━━━ Recorded information
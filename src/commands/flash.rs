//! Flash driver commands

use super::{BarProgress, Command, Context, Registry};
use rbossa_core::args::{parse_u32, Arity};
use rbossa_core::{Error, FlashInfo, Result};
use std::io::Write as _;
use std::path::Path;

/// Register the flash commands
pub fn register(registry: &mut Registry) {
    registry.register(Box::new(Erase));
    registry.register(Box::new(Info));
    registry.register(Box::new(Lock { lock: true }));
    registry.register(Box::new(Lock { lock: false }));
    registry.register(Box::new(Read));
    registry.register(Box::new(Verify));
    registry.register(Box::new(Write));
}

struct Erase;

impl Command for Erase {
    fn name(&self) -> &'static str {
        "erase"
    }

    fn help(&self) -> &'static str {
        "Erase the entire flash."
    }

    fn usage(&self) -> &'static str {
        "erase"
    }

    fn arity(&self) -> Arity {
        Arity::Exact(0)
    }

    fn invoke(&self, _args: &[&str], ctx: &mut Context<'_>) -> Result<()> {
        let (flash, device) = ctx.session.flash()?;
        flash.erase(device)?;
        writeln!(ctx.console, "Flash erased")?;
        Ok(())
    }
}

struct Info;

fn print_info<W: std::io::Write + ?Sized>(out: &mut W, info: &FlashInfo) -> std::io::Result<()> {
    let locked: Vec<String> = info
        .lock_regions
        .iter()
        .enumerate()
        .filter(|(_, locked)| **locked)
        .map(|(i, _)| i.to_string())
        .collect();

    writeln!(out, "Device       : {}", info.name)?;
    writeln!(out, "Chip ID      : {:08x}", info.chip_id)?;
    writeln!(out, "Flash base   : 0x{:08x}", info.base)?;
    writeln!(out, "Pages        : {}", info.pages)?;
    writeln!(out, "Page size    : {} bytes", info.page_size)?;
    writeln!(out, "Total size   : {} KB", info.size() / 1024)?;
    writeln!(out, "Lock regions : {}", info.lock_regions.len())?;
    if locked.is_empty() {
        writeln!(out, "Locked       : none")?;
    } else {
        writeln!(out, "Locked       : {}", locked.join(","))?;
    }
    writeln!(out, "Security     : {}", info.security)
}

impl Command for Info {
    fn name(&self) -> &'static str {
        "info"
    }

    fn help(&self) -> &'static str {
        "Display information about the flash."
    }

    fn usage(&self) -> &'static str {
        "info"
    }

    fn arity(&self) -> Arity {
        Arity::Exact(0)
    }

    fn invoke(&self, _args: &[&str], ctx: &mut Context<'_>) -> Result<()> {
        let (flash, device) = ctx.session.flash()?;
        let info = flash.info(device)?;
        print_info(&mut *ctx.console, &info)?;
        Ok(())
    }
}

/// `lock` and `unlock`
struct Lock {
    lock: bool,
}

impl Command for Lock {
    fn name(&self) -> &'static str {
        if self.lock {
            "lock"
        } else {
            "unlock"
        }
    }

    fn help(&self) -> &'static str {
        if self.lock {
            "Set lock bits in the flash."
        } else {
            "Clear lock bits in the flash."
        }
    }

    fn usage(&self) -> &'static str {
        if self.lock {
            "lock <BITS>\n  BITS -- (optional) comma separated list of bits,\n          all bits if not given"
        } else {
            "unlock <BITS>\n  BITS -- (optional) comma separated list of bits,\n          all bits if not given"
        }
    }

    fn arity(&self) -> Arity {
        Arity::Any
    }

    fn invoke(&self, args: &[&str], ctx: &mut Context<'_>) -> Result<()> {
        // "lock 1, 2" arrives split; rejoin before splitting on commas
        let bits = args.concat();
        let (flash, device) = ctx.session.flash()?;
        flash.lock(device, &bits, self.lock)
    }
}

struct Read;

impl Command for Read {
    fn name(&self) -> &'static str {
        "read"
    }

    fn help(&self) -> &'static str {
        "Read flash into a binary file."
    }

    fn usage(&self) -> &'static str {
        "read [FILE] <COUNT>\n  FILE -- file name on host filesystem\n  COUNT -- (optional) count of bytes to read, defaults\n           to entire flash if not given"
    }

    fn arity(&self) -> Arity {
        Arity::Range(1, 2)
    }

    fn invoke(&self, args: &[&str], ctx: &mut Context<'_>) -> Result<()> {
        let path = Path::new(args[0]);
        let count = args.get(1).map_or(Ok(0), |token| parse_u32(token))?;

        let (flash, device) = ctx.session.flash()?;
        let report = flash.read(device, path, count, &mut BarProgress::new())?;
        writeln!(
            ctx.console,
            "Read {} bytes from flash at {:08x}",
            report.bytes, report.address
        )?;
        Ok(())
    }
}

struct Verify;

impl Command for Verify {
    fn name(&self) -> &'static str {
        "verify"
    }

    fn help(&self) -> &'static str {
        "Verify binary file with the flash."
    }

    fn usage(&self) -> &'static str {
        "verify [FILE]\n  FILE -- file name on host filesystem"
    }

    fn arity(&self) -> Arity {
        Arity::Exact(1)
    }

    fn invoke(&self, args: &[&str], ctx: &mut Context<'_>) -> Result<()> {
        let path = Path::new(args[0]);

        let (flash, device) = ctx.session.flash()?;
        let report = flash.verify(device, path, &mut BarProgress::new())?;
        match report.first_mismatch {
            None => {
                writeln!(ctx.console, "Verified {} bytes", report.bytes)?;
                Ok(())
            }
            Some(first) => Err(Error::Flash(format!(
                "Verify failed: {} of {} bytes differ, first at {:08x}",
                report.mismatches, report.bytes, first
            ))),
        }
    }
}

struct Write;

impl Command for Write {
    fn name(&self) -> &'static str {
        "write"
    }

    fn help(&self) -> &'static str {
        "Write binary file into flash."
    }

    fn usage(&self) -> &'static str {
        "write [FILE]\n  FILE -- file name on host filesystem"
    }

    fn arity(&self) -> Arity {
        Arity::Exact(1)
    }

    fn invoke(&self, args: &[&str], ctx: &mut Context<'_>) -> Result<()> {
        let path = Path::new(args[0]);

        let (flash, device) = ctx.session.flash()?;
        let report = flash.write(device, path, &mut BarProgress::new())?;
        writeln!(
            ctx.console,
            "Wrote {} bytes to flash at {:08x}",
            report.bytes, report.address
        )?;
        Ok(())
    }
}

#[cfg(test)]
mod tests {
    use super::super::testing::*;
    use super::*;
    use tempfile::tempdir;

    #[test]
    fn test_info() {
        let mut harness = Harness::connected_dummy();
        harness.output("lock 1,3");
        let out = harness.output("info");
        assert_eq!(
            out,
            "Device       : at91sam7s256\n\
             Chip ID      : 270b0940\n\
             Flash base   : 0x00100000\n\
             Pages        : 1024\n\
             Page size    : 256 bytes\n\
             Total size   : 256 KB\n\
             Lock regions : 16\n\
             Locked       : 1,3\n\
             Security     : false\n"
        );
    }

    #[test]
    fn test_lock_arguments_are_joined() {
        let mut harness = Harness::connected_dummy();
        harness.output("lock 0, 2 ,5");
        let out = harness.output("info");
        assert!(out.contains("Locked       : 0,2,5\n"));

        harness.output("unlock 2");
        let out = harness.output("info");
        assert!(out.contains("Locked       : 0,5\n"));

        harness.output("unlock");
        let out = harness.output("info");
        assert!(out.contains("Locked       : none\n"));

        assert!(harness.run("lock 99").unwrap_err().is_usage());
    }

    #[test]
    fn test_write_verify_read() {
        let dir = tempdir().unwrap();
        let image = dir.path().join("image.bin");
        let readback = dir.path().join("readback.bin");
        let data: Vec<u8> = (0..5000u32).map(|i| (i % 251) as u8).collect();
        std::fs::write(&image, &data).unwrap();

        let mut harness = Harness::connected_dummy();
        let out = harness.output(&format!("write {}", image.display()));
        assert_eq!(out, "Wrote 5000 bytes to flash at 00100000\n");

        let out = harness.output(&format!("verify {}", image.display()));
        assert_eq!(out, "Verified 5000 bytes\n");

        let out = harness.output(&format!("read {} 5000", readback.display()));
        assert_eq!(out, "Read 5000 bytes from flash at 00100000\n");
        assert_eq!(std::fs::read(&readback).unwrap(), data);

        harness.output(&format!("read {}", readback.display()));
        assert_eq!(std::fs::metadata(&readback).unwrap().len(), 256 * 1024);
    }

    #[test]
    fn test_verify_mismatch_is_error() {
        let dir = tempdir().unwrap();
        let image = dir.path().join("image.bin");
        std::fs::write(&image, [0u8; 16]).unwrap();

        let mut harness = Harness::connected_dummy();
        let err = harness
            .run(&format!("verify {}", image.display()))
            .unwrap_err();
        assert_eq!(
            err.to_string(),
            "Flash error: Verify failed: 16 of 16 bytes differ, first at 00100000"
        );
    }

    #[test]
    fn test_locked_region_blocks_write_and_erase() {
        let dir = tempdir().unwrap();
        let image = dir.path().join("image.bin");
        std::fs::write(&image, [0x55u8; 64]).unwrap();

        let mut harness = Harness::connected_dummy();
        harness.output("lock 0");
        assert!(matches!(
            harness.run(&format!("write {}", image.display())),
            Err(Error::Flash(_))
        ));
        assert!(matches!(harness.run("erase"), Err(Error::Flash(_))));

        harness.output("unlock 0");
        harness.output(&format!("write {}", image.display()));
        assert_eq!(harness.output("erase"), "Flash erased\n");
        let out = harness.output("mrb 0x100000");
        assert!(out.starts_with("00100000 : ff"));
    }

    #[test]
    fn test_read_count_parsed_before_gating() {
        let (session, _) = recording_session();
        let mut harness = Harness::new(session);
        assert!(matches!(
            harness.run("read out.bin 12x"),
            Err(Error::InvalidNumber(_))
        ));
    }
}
━━━━━━
━━━ Recorded information
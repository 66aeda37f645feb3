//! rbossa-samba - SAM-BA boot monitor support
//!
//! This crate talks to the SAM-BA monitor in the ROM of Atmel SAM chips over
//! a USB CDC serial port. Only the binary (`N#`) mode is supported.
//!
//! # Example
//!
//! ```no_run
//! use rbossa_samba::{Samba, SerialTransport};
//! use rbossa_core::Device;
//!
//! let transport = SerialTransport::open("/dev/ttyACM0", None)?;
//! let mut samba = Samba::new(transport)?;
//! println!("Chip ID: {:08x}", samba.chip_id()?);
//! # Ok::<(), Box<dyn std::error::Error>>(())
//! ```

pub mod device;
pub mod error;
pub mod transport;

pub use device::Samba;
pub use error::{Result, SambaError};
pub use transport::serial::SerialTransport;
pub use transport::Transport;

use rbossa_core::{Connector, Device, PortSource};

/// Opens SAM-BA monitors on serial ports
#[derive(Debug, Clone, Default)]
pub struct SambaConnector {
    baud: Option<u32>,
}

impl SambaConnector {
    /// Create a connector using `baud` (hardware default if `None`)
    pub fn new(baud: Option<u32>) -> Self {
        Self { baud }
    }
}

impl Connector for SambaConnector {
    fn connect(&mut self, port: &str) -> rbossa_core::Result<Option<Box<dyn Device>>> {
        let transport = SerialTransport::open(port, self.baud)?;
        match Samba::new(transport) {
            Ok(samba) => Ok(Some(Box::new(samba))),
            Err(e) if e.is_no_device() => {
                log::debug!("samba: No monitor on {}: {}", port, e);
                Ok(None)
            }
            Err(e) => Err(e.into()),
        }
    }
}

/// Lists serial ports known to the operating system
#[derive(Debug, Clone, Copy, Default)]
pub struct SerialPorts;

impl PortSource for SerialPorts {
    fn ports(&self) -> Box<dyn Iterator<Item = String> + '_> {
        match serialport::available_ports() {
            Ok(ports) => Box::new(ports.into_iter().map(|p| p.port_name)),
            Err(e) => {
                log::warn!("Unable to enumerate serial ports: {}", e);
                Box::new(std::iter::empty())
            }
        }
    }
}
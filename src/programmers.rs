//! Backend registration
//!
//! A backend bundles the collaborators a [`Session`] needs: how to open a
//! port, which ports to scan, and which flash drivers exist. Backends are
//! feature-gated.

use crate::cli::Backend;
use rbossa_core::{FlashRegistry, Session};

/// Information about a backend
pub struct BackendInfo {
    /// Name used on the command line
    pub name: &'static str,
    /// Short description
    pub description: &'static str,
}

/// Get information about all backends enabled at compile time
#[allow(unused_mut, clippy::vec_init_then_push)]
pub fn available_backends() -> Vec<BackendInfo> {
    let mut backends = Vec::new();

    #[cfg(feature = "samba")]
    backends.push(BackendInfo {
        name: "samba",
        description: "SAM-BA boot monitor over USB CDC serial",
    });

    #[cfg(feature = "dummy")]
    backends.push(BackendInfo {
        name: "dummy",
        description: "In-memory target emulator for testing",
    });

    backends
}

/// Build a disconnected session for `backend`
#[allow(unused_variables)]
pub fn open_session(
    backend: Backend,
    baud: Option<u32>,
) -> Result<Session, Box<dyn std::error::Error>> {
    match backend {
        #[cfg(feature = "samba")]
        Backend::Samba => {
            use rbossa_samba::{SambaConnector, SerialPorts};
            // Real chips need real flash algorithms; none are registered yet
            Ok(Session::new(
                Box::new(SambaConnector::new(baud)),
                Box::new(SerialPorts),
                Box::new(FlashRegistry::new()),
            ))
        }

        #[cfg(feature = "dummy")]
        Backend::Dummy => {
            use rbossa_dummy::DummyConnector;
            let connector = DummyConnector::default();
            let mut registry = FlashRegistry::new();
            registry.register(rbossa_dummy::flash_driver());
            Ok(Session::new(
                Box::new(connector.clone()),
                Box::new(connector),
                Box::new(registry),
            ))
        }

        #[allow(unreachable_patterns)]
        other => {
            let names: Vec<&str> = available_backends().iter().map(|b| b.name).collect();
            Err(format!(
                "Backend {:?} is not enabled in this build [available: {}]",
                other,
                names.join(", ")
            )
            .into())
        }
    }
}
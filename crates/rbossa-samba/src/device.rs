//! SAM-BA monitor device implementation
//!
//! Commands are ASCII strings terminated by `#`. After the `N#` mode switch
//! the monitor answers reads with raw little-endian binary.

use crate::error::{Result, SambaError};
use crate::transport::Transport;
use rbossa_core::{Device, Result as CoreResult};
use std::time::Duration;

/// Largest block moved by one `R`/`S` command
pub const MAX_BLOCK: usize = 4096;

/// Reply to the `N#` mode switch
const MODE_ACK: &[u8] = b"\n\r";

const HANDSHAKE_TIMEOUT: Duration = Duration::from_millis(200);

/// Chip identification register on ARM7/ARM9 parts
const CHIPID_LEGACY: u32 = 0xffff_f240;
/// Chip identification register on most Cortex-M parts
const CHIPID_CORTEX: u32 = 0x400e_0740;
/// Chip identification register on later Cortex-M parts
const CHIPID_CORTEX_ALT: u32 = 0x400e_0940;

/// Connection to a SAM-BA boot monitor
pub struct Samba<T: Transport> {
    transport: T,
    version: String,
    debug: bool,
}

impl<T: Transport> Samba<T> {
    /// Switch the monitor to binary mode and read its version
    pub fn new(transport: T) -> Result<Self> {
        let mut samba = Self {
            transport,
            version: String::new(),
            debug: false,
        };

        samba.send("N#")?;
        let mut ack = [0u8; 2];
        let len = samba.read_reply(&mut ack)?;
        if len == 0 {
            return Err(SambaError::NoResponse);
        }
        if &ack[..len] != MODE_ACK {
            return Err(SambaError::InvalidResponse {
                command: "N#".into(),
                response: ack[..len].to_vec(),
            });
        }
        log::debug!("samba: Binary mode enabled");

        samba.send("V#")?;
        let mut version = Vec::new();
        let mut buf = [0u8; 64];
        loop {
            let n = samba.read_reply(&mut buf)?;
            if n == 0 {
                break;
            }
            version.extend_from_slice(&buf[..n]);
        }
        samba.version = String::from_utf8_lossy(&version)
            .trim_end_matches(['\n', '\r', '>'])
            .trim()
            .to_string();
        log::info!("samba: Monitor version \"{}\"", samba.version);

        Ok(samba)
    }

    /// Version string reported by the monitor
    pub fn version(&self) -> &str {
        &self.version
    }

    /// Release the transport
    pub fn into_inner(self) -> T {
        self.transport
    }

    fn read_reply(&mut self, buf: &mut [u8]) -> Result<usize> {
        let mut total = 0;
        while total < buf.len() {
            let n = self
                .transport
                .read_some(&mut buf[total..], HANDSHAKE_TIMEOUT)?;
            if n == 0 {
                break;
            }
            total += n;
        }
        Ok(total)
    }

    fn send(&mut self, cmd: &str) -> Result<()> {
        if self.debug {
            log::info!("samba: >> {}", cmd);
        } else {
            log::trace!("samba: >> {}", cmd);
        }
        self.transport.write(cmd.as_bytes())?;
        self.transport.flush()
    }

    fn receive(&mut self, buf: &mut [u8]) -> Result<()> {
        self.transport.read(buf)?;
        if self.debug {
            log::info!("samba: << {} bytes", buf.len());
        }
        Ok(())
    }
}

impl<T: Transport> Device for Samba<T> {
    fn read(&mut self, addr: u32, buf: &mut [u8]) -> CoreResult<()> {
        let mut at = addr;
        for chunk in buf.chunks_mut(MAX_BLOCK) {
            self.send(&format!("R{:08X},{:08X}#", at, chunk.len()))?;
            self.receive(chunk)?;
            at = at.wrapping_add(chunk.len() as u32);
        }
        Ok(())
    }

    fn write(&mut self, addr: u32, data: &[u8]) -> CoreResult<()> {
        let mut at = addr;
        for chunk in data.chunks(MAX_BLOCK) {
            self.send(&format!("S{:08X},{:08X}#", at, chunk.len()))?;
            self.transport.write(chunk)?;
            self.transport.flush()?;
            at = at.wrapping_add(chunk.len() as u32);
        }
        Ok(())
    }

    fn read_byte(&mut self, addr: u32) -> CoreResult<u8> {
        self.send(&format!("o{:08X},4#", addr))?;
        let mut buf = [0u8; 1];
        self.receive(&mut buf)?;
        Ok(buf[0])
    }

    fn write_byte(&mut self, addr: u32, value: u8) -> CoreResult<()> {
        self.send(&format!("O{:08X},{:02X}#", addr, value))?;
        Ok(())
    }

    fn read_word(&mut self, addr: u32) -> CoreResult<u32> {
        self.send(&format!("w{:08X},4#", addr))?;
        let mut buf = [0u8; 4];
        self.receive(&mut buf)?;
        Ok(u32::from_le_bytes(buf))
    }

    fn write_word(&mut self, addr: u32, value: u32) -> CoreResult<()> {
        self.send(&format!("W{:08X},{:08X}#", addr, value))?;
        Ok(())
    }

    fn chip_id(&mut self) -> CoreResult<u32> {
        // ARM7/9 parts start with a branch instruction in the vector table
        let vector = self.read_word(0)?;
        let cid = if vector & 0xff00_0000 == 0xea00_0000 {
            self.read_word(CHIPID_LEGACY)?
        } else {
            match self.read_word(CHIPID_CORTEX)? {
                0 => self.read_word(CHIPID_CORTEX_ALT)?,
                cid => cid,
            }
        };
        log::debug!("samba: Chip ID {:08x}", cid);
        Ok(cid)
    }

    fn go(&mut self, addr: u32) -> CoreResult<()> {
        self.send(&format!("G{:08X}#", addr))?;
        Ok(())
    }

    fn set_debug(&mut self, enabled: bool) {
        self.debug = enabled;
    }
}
━━━━━━
━━━ Recorded information
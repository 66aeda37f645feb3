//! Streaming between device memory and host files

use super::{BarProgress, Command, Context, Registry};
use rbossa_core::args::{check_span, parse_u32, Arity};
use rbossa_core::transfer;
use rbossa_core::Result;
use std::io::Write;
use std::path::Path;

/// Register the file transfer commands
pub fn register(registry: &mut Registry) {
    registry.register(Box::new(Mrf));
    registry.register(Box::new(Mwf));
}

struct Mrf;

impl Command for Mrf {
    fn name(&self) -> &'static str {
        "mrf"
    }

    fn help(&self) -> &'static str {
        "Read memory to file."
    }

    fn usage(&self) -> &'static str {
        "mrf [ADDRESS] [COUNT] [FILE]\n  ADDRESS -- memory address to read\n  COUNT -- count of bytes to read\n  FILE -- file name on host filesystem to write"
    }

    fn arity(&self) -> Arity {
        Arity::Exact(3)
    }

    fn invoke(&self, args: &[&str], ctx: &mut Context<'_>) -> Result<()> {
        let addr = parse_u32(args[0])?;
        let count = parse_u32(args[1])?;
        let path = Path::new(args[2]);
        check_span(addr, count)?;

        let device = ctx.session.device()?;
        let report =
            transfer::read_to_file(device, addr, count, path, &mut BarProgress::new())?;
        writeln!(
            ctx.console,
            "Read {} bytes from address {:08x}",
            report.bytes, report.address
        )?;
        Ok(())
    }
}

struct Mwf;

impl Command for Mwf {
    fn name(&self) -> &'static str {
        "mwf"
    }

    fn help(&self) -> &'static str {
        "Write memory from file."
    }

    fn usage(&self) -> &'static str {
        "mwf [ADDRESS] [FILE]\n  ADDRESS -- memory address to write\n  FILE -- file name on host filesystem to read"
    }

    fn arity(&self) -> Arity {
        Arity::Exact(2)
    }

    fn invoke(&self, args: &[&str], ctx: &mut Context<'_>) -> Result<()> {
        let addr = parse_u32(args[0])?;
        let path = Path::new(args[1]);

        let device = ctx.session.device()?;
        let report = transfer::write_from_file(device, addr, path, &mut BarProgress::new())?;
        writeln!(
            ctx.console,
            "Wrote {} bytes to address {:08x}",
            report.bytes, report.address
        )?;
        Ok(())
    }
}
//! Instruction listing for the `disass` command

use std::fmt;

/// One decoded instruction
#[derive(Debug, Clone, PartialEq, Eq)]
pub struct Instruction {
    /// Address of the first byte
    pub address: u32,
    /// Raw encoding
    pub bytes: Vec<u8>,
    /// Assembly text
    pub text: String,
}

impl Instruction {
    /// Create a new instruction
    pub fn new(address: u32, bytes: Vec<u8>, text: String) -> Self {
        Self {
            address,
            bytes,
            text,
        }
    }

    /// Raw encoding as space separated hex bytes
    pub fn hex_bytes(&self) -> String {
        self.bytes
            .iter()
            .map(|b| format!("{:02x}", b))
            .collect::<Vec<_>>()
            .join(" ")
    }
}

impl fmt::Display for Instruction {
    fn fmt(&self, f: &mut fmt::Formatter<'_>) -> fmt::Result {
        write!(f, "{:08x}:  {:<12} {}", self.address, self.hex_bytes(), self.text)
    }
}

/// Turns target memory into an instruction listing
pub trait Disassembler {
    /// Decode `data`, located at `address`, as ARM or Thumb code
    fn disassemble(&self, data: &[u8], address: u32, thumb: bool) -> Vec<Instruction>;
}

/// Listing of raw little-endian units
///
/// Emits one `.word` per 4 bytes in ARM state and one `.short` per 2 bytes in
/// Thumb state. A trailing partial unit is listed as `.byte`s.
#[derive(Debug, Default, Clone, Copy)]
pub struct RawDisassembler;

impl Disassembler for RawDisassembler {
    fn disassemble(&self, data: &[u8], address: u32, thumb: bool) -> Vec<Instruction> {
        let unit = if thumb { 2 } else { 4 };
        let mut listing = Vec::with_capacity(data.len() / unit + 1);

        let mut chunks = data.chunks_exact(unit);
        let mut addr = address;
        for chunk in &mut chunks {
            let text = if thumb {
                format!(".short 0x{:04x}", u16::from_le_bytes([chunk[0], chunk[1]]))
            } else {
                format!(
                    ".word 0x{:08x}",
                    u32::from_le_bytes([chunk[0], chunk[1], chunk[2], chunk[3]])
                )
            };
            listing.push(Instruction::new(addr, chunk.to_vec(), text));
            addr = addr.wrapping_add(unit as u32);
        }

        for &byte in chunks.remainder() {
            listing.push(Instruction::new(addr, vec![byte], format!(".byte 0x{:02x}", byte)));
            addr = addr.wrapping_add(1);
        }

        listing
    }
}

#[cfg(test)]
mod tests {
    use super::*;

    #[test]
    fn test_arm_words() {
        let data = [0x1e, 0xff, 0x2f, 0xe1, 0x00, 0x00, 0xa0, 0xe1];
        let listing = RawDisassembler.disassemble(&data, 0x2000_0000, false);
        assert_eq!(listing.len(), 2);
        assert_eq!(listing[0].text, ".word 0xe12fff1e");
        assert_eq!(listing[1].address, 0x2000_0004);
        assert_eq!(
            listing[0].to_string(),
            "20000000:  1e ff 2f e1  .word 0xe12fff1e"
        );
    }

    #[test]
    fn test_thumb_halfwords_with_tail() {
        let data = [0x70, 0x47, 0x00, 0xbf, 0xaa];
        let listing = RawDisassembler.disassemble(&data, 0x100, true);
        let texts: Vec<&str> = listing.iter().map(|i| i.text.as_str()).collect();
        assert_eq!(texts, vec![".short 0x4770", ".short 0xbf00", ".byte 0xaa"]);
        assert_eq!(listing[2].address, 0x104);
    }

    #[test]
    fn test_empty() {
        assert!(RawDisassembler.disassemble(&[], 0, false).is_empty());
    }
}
━━━━━━
**Your objective**: For the data above, state only how many lines include the word "parts".

**Written response**: 4